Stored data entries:

____

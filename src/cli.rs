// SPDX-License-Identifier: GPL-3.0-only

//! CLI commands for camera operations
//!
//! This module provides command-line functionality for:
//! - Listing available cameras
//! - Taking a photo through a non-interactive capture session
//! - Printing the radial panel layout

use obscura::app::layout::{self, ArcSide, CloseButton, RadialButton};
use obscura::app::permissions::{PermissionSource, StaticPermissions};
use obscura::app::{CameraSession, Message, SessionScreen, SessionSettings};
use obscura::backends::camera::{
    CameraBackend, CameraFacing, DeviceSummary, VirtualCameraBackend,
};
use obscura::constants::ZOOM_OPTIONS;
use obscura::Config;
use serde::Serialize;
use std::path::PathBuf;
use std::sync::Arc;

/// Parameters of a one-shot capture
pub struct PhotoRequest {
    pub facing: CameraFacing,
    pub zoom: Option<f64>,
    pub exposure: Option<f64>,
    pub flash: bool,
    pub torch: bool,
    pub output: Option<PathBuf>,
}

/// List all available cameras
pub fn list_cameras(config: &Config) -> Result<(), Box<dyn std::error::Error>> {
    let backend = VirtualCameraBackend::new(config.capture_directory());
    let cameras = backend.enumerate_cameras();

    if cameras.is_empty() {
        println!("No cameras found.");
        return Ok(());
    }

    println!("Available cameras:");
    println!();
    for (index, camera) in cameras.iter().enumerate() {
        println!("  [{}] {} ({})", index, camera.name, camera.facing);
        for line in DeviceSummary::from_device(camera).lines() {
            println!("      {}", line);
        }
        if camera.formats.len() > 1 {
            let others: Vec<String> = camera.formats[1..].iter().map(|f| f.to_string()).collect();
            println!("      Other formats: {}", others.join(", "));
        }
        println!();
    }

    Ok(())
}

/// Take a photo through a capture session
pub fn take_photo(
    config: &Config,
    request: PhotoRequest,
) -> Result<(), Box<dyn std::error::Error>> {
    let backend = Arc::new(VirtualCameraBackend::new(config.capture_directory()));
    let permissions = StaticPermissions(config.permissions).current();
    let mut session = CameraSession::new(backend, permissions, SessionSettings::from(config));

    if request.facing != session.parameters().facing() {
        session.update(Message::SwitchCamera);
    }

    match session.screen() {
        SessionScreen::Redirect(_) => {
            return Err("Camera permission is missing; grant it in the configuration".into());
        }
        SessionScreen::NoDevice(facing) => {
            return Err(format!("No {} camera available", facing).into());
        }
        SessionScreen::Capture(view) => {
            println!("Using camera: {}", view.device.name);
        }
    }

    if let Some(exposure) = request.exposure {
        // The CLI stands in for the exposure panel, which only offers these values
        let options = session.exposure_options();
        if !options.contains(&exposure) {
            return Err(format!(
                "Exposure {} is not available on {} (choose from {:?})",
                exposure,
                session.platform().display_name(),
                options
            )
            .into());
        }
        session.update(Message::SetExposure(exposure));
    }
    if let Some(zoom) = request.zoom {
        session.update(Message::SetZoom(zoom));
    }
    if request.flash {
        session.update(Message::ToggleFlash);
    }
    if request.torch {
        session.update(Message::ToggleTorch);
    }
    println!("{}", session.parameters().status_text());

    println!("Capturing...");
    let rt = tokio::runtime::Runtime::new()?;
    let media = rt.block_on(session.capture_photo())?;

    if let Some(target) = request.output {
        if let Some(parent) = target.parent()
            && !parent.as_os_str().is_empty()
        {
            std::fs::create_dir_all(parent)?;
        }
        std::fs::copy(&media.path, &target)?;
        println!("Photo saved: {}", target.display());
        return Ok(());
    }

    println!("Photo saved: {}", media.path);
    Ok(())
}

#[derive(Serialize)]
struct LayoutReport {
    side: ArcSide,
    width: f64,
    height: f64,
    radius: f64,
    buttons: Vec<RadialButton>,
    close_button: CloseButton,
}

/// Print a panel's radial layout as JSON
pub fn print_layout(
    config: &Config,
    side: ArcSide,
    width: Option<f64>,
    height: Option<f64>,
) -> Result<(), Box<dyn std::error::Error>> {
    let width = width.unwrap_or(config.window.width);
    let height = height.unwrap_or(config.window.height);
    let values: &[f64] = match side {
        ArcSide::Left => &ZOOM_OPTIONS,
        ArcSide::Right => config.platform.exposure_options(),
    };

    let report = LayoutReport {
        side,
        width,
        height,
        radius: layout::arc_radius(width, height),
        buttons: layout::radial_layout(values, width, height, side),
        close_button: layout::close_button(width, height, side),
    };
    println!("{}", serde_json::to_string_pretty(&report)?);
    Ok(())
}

____

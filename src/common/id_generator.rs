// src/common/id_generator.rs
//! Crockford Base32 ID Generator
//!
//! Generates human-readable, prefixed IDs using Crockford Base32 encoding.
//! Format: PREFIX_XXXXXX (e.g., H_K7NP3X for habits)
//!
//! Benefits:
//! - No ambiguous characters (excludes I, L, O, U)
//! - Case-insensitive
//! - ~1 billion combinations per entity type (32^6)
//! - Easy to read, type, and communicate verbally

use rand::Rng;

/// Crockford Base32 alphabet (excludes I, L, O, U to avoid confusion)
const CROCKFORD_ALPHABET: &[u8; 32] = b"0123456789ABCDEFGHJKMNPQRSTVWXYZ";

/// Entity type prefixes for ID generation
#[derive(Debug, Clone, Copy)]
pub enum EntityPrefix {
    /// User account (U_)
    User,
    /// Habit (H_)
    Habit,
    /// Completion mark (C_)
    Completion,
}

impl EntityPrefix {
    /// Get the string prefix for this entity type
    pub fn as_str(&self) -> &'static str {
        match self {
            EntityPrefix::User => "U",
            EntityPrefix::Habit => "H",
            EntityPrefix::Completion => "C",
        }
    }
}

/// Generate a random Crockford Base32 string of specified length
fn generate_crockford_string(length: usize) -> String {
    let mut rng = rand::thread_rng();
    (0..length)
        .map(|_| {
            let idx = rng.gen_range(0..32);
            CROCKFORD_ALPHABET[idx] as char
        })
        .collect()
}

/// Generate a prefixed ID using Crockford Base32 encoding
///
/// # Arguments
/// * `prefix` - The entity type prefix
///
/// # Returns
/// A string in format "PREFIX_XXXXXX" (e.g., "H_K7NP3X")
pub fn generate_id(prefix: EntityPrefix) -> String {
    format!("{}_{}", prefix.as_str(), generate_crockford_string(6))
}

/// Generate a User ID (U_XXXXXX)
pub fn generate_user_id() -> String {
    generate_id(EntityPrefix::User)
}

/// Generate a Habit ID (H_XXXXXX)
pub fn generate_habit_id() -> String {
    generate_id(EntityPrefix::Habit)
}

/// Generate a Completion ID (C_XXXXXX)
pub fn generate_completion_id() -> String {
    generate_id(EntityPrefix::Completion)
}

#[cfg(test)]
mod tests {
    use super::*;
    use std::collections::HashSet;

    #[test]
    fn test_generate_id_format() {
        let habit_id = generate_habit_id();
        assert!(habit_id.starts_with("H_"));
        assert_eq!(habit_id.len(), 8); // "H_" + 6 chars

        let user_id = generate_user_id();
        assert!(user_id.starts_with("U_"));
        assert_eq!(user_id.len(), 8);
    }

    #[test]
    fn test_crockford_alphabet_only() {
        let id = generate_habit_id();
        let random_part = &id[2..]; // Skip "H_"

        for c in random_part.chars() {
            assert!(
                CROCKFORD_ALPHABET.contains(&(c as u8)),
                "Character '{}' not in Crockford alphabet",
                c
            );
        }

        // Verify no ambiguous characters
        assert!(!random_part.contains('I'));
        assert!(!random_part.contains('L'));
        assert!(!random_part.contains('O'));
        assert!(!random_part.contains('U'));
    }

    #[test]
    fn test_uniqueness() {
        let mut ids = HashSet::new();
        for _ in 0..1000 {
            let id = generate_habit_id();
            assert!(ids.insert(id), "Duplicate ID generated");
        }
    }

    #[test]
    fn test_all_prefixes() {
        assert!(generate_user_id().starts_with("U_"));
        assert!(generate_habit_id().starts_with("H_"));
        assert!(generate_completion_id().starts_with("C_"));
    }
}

____

PROBLEM REQUIREMENTS: Reply with nothing but the number of lines in the entries that include "common".

SOLUTION TO THE EXERCISE: 2